Travaux mal réalisés par un artisan : quels sont vos droits ?
Carrelage qui se descelle, peinture qui cloque, infiltrations après une rénovation de toiture, installation électrique non conforme : les malfaçons sur un chantier sont une source fréquente de litiges entre particuliers et artisans. La loi française protège pourtant solidement le client grâce à un dispositif de garanties légales et à l'obligation, pour l'entrepreneur, d'exécuter les travaux conformément aux règles de l'art. Avant d'envisager une action en justice, une réclamation écrite et structurée permet le plus souvent d'obtenir la reprise des désordres à l'amiable.
Le cadre légal : trois garanties à connaître
Selon la nature et la gravité du défaut, ainsi que le délai écoulé depuis la fin des travaux, trois garanties légales peuvent être invoquées.
La garantie de parfait achèvement
Prévue par l'article 1792-6 du Code civil, elle oblige l'artisan à réparer, pendant un an à compter de la réception des travaux, tous les désordres signalés, qu'ils aient été mentionnés dans le procès-verbal de réception ou révélés ensuite. C'est la garantie la plus large dans la première année.
La garantie biennale de bon fonctionnement
Issue de l'article 1792-3 du Code civil, elle couvre pendant deux ans les éléments d'équipement dissociables de l'ouvrage : chaudière, radiateurs, volets, robinetterie, interphone. Si l'un de ces équipements cesse de fonctionner correctement, l'artisan doit le réparer ou le remplacer.
La garantie décennale
L'article 1792 du Code civil impose une garantie de dix ans pour les dommages les plus graves, ceux qui compromettent la solidité de l'ouvrage ou le rendent impropre à sa destination : fissures importantes, effondrement, infiltrations rendant un local inhabitable, défaut d'étanchéité de la toiture. L'artisan est tenu de souscrire une assurance décennale, dont l'attestation doit figurer sur le devis et la facture.
En dehors de ces garanties spéciales, vous pouvez toujours invoquer la responsabilité contractuelle de droit commun (article 1231-1 du Code civil) lorsque les travaux ne respectent pas le devis ou les règles de l'art.
La procédure à suivre étape par étape
- Constater et documenter les malfaçons par des photos datées, et idéalement par un constat d'huissier (commissaire de justice) ou un rapport d'artisan tiers.
- Adresser une mise en demeure par lettre recommandée avec accusé de réception, décrivant précisément les désordres et fixant un délai raisonnable de reprise (souvent 15 jours).
- Saisir le médiateur de la consommation dont dépend l'artisan en l'absence de réponse (article L612-1 du Code de la consommation), démarche gratuite et obligatoirement proposée par le professionnel.
- Demander une expertise judiciaire au juge (article 145 du Code de procédure civile) pour faire chiffrer les désordres et établir les responsabilités.

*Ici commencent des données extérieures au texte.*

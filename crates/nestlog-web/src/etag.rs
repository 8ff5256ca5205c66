//! ETag computation and `If-None-Match` evaluation for rendered pages.
//!
//! The dashboard ETag is a SHA-256 hash over the rendered body. Logging an
//! event changes the body, so every cached copy is invalidated by the next
//! revalidation.

use axum::http::{HeaderMap, header};
use sha2::{Digest, Sha256};

/// Compute a strong, quoted ETag for `body`.
pub fn compute_etag(body: &[u8]) -> String {
  let hash = Sha256::digest(body);
  format!("\"{}\"", hex::encode(hash))
}

/// Whether the request's `If-None-Match` header already names `etag`.
///
/// Accepts `*`, comma-separated lists, weak validators, and bare tags sent
/// without the surrounding double quotes.
pub fn if_none_match(headers: &HeaderMap, etag: &str) -> bool {
  let Some(value) = headers
    .get(header::IF_NONE_MATCH)
    .and_then(|v| v.to_str().ok())
  else {
    return false;
  };

  let wanted = etag.trim_matches('"');
  value.split(',').map(str::trim).any(|candidate| {
    candidate == "*"
      || candidate.trim_start_matches("W/").trim_matches('"') == wanted
  })
}
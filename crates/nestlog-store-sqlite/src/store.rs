//! [`SqliteStore`] — the SQLite implementation of [`ActivityStore`].

use std::path::Path;

use chrono::Utc;
use rusqlite::OptionalExtension as _;
use uuid::Uuid;

use nestlog_core::{
  event::{Event, EventKind, NewEvent},
  store::ActivityStore,
  user::User,
};

use crate::{
  encode::{
    EVENT_COLUMNS, RawEvent, RawUser, encode_dt, encode_metadata, encode_uuid,
    truncate_dt,
  },
  schema::SCHEMA,
  Result,
};

// ─── Store ───────────────────────────────────────────────────────────────────

/// A nestlog store backed by a single SQLite file.
///
/// Cloning is cheap — the inner connection is reference-counted. All clones
/// share one connection, so a write is visible to the next read from any of
/// them.
#[derive(Clone)]
pub struct SqliteStore {
  conn: tokio_rusqlite::Connection,
}

impl SqliteStore {
  /// Open (or create) a store at `path` and run schema initialisation.
  pub async fn open(path: impl AsRef<Path>) -> Result<Self> {
    let conn = tokio_rusqlite::Connection::open(path).await?;
    let store = Self { conn };
    store.init_schema().await?;
    Ok(store)
  }

  /// Open an in-memory store — useful for testing.
  pub async fn open_in_memory() -> Result<Self> {
    let conn = tokio_rusqlite::Connection::open_in_memory().await?;
    let store = Self { conn };
    store.init_schema().await?;
    Ok(store)
  }

  async fn init_schema(&self) -> Result<()> {
    self
      .conn
      .call(|conn| {
        conn.execute_batch(SCHEMA)?;
        Ok(())
      })
      .await?;
    Ok(())
  }

  /// Insert a fully-built [`Event`] into the `events` table.
  async fn insert_event(&self, event: &Event) -> Result<()> {
    let event_id_str   = encode_uuid(event.event_id);
    let user_id_str    = encode_uuid(event.user_id);
    let event_type     = event.kind.as_str();
    let start_time_str = encode_dt(event.start_time);
    let end_time_str   = event.end_time.map(encode_dt);
    let metadata_str   = event
      .metadata
      .as_ref()
      .map(encode_metadata)
      .transpose()?;
    let created_at_str = encode_dt(event.created_at);

    self
      .conn
      .call(move |conn| {
        conn.execute(
          "INSERT INTO events (
             event_id, user_id, event_type, start_time, end_time,
             metadata, created_at
           ) VALUES (?1, ?2, ?3, ?4, ?5, ?6, ?7)",
          rusqlite::params![
            event_id_str,
            user_id_str,
            event_type,
            start_time_str,
            end_time_str,
            metadata_str,
            created_at_str,
          ],
        )?;
        Ok(())
      })
      .await?;
    Ok(())
  }
}

// ─── ActivityStore impl ──────────────────────────────────────────────────────

impl ActivityStore for SqliteStore {
  type Error = crate::Error;

  // ── Users ─────────────────────────────────────────────────────────────────

  async fn add_user(&self, name: Option<String>) -> Result<User> {
    let user = User {
      user_id:    Uuid::new_v4(),
      name,
      created_at: truncate_dt(Utc::now()),
    };

    let id_str   = encode_uuid(user.user_id);
    let at_str   = encode_dt(user.created_at);
    let name_str = user.name.clone();

    self
      .conn
      .call(move |conn| {
        conn.execute(
          "INSERT INTO users (user_id, name, created_at) VALUES (?1, ?2, ?3)",
          rusqlite::params![id_str, name_str, at_str],
        )?;
        Ok(())
      })
      .await?;

    Ok(user)
  }

  async fn get_primary_user(&self) -> Result<Option<User>> {
    let raw: Option<RawUser> = self
      .conn
      .call(|conn| {
        Ok(conn
          .query_row(
            "SELECT user_id, name, created_at FROM users
             ORDER BY created_at ASC, rowid ASC
             LIMIT 1",
            [],
            RawUser::from_row,
          )
          .optional()?)
      })
      .await?;

    raw.map(RawUser::into_user).transpose()
  }

  // ── Events — append-only writes ───────────────────────────────────────────

  async fn append_event(&self, input: NewEvent) -> Result<Event> {
    let input = input.normalized();
    input.validate()?;

    let event = Event {
      event_id:   Uuid::new_v4(),
      user_id:    input.user_id,
      kind:       input.kind,
      start_time: truncate_dt(input.start_time),
      end_time:   input.end_time.map(truncate_dt),
      metadata:   input.metadata,
      created_at: truncate_dt(Utc::now()),
    };

    self.insert_event(&event).await?;
    tracing::debug!(event_id = %event.event_id, kind = %event.kind, "event appended");
    Ok(event)
  }

  // ── Reads ─────────────────────────────────────────────────────────────────

  async fn list_recent_events(&self, limit: usize) -> Result<Vec<Event>> {
    let limit_val = i64::try_from(limit).unwrap_or(i64::MAX);

    let raws: Vec<RawEvent> = self
      .conn
      .call(move |conn| {
        // Ties on start_time fall back to insertion order so that repeated
        // reads return the same sequence.
        let mut stmt = conn.prepare(&format!(
          "SELECT {EVENT_COLUMNS} FROM events
           ORDER BY start_time DESC, created_at DESC, rowid DESC
           LIMIT ?1"
        ))?;
        let rows = stmt
          .query_map(rusqlite::params![limit_val], RawEvent::from_row)?
          .collect::<rusqlite::Result<Vec<_>>>()?;
        Ok(rows)
      })
      .await?;

    raws.into_iter().map(RawEvent::into_event).collect()
  }

  async fn last_event_of_kind(&self, kind: EventKind) -> Result<Option<Event>> {
    let kind_str = kind.as_str();

    let raw: Option<RawEvent> = self
      .conn
      .call(move |conn| {
        Ok(conn
          .query_row(
            &format!(
              "SELECT {EVENT_COLUMNS} FROM events
               WHERE event_type = ?1
               ORDER BY start_time DESC, created_at DESC, rowid DESC
               LIMIT 1"
            ),
            rusqlite::params![kind_str],
            RawEvent::from_row,
          )
          .optional()?)
      })
      .await?;

    raw.map(RawEvent::into_event).transpose()
  }
}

- Saisir le tribunal compétent si aucune solution amiable n'aboutit.
Les pièces à réunir
- Le devis signé et la facture acquittée mentionnant le détail des prestations.
- Le procès-verbal de réception des travaux, avec ou sans réserves.
- Les photographies datées et tout constat d'huissier des désordres.
- Les échanges écrits avec l'artisan (courriels, SMS, courriers).
- L'attestation d'assurance décennale figurant sur les documents commerciaux.
- Le cas échéant, le contrat d'assurance dommages-ouvrage du logement.
Les erreurs à éviter
- Réclamer oralement uniquement : sans écrit recommandé, vous ne pourrez pas prouver votre démarche ni faire courir les délais.
- Régler la totalité de la facture avant d'avoir vérifié la conformité des travaux : une retenue de garantie ou la conservation du solde renforce votre position.
- Faire reprendre les travaux par une autre entreprise sans avoir laissé à l'artisan la possibilité de réparer : cela peut vous priver d'une partie de l'indemnisation.
- Laisser passer les délais : un an pour le parfait achèvement, deux ans pour le bon fonctionnement, dix ans pour la décennale, à compter de la réception.
Les recours en cas d'échec amiable
Si la médiation n'aboutit pas, le tribunal compétent dépend du montant en jeu : le tribunal de proximité pour les litiges jusqu'à 10 000 €, le tribunal judiciaire au-delà. Pour les demandes dont le montant est inférieur ou égal à 5 000 €, une tentative préalable de conciliation, de médiation ou de procédure participative est en principe exigée avant toute saisine, à peine d'irrecevabilité de la demande. L'expertise judiciaire reste l'outil central pour établir la réalité des malfaçons et chiffrer la reprise. Si l'artisan a disparu ou est insolvable, l'assurance décennale ou votre assurance dommages-ouvrage peuvent prendre le relais. Enfin, en cas de pratique frauduleuse manifeste, vous pouvez signaler l'entreprise à la DGCCRF.